If the Northern Territory is to develop a viable, competitive, forward-looking and potent manufacturing sector it will require far more strategic understanding and involvement by Government and the University in establishing collaborative partnerships with industry.

 

Not only will the Territory Government need to become involved in the development of foundation industries that depend on cheaper energy sources, such as gas – it will also need to rapidly develop an understanding of the economic and employment benefits of advanced manufacturing and the New Economy.

 

It will need to quickly understand how such industries can be attracted to the Northern Territory and what incentives are required to do this.

 

Andrew Liveris will most certainly come up with major and valuable recommendations on how the Territory Government should proceed with regard to catching up to internationally competitive trends in industry and economic development.

 

However, there remain the big questions as to whether the Government has the ability, commitment and resources available, to implement such recommendations, when made.

 

Given the budgetary position that the Gunner Government has put the Territory in – with relatively needless expenditure on infrastructure such as the new grand stand at the Fannie Bay Racecourse for example – this task has been made far more difficult, if not almost impossible, for a number of years.

 

The ability of the Territory to build the necessary financial partnerships with key advanced manufacturers has been severely compromised.

 

This is where incompetent, budgetary decision making leading to a substantial wastage of scarce budgetary resources, can be expected to have major negative effects on Territory economic development and jobs for all Territorians.

 

Irresponsible government financial management can fatally derail a bright and prosperous future for the Territory and all Territorians.

 

The author of this article, Dr Don Fuller (pictured) holds a first class Honours degree and PhD in economics from the University of Adelaide. He has worked as senior public servant in the Territory and as Professor of Governance and Head of the Schools of Law and Business at Charles Darwin University. He grew up in Darwin and attended Darwin High School.

 

 

 

5 COMMENTS

  1. Much of Fuller’s analysis is superficial because it does not take account of on the ground realities.
    Take the proposition that royalty arrangements are heavily weighted in favour of the mining companies.
    Fuller needs to explore the reasons for this rather than just suggest that governments can change this and bemoan the lack of transparency.
    NT is not a favoured destination for mining investment, especially by comparison with WA.
    Green groups and factional NT politics slow every project and add immense costs.
    Aboriginal interests do the same and burden companies with training and employment programs that end up being of no interest to the local communities.
    There is no significant NT workforce so FIFO is unavoidable and to the NT is costly.
    Everything costs much more in the NT, build a road to a mine and it will cost at least twice as much as in WA.
    Mining companies don’t really want to spend hundreds of millions in the NT unless it is an outstanding project and there are many outstanding projects nationally.
    It is a buyers’ market.
    This is the environment that miners and the NT Government negotiate within.
    Swinging the balance of power to government will take a lot more than a new policy to increase the royalty payments.
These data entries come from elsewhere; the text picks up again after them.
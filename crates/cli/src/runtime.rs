// SPDX-License-Identifier: MIT
// Copyright (c) 2026 Alfred Jean LLC

//! Composition root.
//!
//! Builds one store, one [`ConnectionState`], the engine with its HTTP
//! executors, and the push channel, and wires them together. Nothing in the
//! sync core is a global; tests build as many runtimes as they like.

use std::future::Future;
use std::path::Path;
use std::sync::Arc;
use std::time::Duration;

use fls_core::Store;
use tokio_util::sync::CancellationToken;

use crate::config::Config;
use crate::error::Result;
use crate::executors::{card_registry, HttpApi};
use crate::reachability;
use crate::sync::{
    ChannelConfig, ConnectionState, RealtimeChannel, Session, SyncQueue, TracingCache,
    WebSocketConnector,
};

pub struct Runtime {
    config: Config,
    state: Arc<ConnectionState>,
    queue: Arc<SyncQueue>,
    token: Option<String>,
}

impl Runtime {
    /// Open the store at `db_path` and assemble the engine.
    pub fn open(config: Config, db_path: &Path, token: Option<String>) -> Result<Self> {
        let store = Store::open(db_path)?;
        let state = Arc::new(ConnectionState::new());
        let api = Arc::new(HttpApi::new(
            &config.api.base_url,
            Duration::from_secs(config.api.request_timeout_secs),
            token.clone(),
        )?);
        let session = Session::new(&config.session.tenant_id, &config.session.user_id);
        let queue = SyncQueue::new(
            store,
            Arc::clone(&state),
            card_registry(api),
            Arc::new(TracingCache),
            session,
        )?
        .with_max_retries(config.sync.max_retries);

        Ok(Runtime {
            config,
            state,
            queue: Arc::new(queue),
            token,
        })
    }

    pub fn config(&self) -> &Config {
        &self.config
    }

    pub fn state(&self) -> &Arc<ConnectionState> {
        &self.state
    }

    pub fn queue(&self) -> &SyncQueue {
        &self.queue
    }

    /// Probe the API once and publish reachability.
    pub async fn refresh_online(&self) -> bool {
        reachability::refresh(&self.state, &self.config.api.base_url).await
    }

    pub fn channel(&self) -> RealtimeChannel<WebSocketConnector> {
        let config = ChannelConfig::new(&self.config.realtime.url)
            .with_delays(self.config.realtime.reconnect_delays());
        RealtimeChannel::new(
            config,
            WebSocketConnector,
            Arc::clone(&self.state),
            Arc::new(TracingCache),
        )
    }

    /// Run the sync service until `shutdown` completes.
    ///
    /// A missing or refused credential leaves the push channel down; the
    /// queue keeps working without it.
    pub async fn serve(&self, shutdown: impl Future<Output = ()>) -> Result<()> {
        let cancel = CancellationToken::new();

        let online = self.refresh_online().await;
        tracing::info!(online, api = %self.config.api.base_url, "floorsync starting");

        let monitor = reachability::spawn_monitor(
            Arc::clone(&self.state),
            self.config.api.base_url.clone(),
            self.config.sync.probe_interval(),
            cancel.clone(),
        );

        let channel = self.channel();
        match &self.token {
            Some(token) => match channel.connect(token).await {
                Ok(()) => {
                    if let Some(group) = &self.config.session.group {
                        if let Err(e) = channel.join_group(group).await {
                            tracing::warn!(group = %group, error = %e, "could not join group");
                        }
                    }
                }
                Err(e) => tracing::warn!(error = %e, "continuing without real-time channel"),
            },
            None => tracing::warn!("no credential set, real-time channel disabled"),
        }

        let auto_sync = tokio::spawn({
            let queue = Arc::clone(&self.queue);
            let cancel = cancel.clone();
            let recheck = self.config.sync.auto_retry_interval();
            async move { queue.run_auto_sync(cancel, recheck).await }
        });

        shutdown.await;
        tracing::info!("shutting down");

        cancel.cancel();
        channel.disconnect().await;
        for (name, task) in [("reachability monitor", monitor), ("auto sync", auto_sync)] {
            if let Err(e) = task.await {
                tracing::warn!(task = name, error = %e, "background task ended abnormally");
            }
        }
        Ok(())
    }
}

#[cfg(test)]
#[path = "runtime_tests.rs"]
mod tests;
  2. Jason hasn’t understood the article.
    The article was about how to diversify the Territory economy. Sure it’s tough.
    But you don’t give up before you start.
    There are huge mineral and gas resources in the territory.
    Territorians, not only mining companies, need to share in the wealth.
    We shouldn’t give everything away just because some of us suffer from a belief that “we are not good enough”.
    Solve the problems on the ground! Let’s not adopt a lazy loser attitude.

  3. For too long Territory power brokers have been the worst enemy of the Territory!
    Often at their own benefit.

  4. Pity the Gunner Government has wasted all our money on useless projects like CDU in the Darwin CBD.